### Work instruction
Please copy out the entries until you have copied the line that contains "#[derive(Debug)]", beginning with the first line.

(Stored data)
§ §
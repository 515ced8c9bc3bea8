//! HTTP error type: maps domain errors onto status codes and the shared JSON
//! error envelope.

use axum::extract::rejection::JsonRejection;
use axum::http::StatusCode;
use axum::response::{IntoResponse, Response};
use axum::Json;
use domain::{CoreError, ErrorKind};

#[derive(Debug)]
pub struct ApiError {
    pub status: StatusCode,
    pub code: &'static str,
    pub message: String,
}

impl ApiError {
    pub fn new(status: StatusCode, code: &'static str, message: impl Into<String>) -> Self {
        Self {
            status,
            code,
            message: message.into(),
        }
    }

    pub fn bad_request(message: impl Into<String>) -> Self {
        Self::new(StatusCode::BAD_REQUEST, "bad_request", message)
    }

    pub fn unauthorized(message: impl Into<String>) -> Self {
        Self::new(StatusCode::UNAUTHORIZED, "unauthorized", message)
    }
}

fn status_for(kind: ErrorKind) -> StatusCode {
    match kind {
        ErrorKind::Validation => StatusCode::BAD_REQUEST,
        ErrorKind::NotFound => StatusCode::NOT_FOUND,
        ErrorKind::Unauthorized => StatusCode::UNAUTHORIZED,
        ErrorKind::Forbidden => StatusCode::FORBIDDEN,
        ErrorKind::Conflict => StatusCode::CONFLICT,
        ErrorKind::GenerationExhausted => StatusCode::SERVICE_UNAVAILABLE,
        ErrorKind::Store => StatusCode::INTERNAL_SERVER_ERROR,
    }
}

fn code_for(e: &CoreError) -> &'static str {
    match e {
        CoreError::InvalidUrl(_) | CoreError::DisallowedScheme(_) | CoreError::SelfReferential => {
            "invalid_url"
        }
        CoreError::InvalidToken(_) => "invalid_token",
        CoreError::TokenTaken => "token_taken",
        CoreError::InvalidKeyName(_) => "invalid_key_name",
        CoreError::KeyNameTaken => "key_name_taken",
        CoreError::NoFieldsToUpdate => "no_fields_to_update",
        CoreError::RootKeyProtected => "root_key_protected",
        CoreError::MissingRootSecret => "bad_request",
        CoreError::NotFound => "not_found",
        CoreError::Unauthorized => "unauthorized",
        CoreError::Forbidden => "forbidden",
        CoreError::Conflict | CoreError::AlreadyExists => "conflict",
        CoreError::GenerationExhausted(_) => "unavailable",
        CoreError::InvalidRedirect | CoreError::Repository(_) => "internal",
    }
}

impl From<CoreError> for ApiError {
    fn from(e: CoreError) -> Self {
        let status = status_for(e.kind());
        let message = if status == StatusCode::INTERNAL_SERVER_ERROR {
            // Store details stay in the logs.
            tracing::error!(err = ?e, "request failed");
            "Internal server error".to_string()
        } else {
            e.to_string()
        };
        Self::new(status, code_for(&e), message)
    }
}

impl From<JsonRejection> for ApiError {
    fn from(rejection: JsonRejection) -> Self {
        Self::bad_request(format!("Invalid request body: {}", rejection.body_text()))
    }
}

impl IntoResponse for ApiError {
    fn into_response(self) -> Response {
        (
            self.status,
            Json(http_common::json_error_with_message(self.code, &self.message)),
        )
            .into_response()
    }
}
§ §
### Reply
repository 515ced8c9bc3bea8
//! HTTP error type: maps domain errors onto status codes and the shared JSON
//! error envelope.

use axum::extract::rejection::JsonRejection;
use axum::http::StatusCode;
use axum::response::{IntoResponse, Response};
use axum::Json;
use domain::{CoreError, ErrorKind};

#[derive(Debug)]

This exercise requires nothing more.